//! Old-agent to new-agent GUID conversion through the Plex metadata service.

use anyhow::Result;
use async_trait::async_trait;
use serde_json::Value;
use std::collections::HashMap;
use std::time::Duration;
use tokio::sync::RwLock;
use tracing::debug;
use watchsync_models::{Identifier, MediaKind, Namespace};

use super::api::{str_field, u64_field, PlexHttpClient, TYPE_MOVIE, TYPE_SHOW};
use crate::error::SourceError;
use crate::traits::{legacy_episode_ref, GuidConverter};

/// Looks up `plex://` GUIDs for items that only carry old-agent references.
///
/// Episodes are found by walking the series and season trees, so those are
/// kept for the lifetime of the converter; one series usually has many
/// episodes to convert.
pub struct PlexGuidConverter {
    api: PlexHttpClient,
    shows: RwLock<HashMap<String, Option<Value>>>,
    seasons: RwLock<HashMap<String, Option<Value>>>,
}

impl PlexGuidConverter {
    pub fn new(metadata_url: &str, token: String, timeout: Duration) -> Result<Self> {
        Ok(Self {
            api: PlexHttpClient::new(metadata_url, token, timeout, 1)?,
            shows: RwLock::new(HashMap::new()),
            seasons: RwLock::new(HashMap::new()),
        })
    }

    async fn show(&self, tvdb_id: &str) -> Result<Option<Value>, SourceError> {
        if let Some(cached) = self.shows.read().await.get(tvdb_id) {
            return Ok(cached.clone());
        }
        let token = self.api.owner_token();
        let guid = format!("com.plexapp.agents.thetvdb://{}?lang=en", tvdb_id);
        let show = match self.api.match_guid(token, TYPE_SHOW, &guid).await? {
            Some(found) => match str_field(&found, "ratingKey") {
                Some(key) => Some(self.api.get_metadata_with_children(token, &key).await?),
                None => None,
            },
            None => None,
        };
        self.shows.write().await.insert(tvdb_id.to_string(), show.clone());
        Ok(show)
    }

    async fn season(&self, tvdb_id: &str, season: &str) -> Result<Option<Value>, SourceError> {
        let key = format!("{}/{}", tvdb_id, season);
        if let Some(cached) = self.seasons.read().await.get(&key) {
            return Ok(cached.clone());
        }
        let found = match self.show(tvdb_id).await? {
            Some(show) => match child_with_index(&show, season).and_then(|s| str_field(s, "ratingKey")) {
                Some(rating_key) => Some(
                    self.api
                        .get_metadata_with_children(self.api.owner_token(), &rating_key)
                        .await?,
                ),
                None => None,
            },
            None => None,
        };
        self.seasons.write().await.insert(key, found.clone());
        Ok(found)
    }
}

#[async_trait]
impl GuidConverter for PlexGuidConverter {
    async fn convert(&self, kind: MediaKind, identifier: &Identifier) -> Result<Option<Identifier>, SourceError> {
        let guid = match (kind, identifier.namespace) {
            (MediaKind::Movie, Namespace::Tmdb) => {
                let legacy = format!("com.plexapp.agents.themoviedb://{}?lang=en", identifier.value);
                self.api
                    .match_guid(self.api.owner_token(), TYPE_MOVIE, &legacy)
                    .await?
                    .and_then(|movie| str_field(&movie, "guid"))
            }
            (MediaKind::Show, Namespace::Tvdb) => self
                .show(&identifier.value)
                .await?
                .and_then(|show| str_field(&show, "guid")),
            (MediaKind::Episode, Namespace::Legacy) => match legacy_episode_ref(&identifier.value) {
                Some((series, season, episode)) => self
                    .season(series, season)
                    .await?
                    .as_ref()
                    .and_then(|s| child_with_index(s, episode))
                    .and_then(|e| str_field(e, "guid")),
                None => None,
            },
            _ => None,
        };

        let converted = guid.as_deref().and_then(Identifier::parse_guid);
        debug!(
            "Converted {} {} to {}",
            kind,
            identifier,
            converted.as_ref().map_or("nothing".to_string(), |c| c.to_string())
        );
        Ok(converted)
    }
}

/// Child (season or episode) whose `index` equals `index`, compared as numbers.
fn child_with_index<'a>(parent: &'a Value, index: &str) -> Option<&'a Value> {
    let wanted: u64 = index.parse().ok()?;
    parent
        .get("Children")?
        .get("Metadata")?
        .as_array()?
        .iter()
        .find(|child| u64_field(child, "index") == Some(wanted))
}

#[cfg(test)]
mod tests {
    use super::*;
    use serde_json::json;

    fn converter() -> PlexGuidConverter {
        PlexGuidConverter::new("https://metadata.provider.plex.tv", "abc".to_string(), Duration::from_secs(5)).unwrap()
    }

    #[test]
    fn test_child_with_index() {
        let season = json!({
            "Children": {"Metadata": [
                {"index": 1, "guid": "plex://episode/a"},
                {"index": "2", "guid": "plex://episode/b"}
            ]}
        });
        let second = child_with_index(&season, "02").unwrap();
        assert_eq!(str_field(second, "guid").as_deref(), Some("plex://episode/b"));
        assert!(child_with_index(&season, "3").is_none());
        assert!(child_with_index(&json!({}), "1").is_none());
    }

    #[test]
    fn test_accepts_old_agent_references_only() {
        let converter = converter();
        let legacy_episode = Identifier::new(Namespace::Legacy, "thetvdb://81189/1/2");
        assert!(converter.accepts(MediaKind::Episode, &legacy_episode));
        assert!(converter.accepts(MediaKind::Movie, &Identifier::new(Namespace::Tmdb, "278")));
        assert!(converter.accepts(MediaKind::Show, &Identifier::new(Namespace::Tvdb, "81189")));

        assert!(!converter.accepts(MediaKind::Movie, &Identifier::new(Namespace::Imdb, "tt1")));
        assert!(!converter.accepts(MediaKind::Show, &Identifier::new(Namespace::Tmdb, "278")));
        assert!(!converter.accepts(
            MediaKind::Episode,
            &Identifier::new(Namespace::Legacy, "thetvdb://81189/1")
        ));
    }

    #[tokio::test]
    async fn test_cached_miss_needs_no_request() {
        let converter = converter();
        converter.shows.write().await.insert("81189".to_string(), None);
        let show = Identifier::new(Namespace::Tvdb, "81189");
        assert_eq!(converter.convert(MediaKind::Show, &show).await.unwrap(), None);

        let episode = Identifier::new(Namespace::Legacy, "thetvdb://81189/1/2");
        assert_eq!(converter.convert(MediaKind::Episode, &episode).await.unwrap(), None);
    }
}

☆ ☆ ☆ ☆ ☆

## Your assignment:
Search the records for lines holding the word "timeout", then copy each line you find.

## Written reply:
    pub fn new(metadata_url: &str, token: String, timeout: Duration) -> Result<Self> {
            api: PlexHttpClient::new(metadata_url, token, timeout, 1)?,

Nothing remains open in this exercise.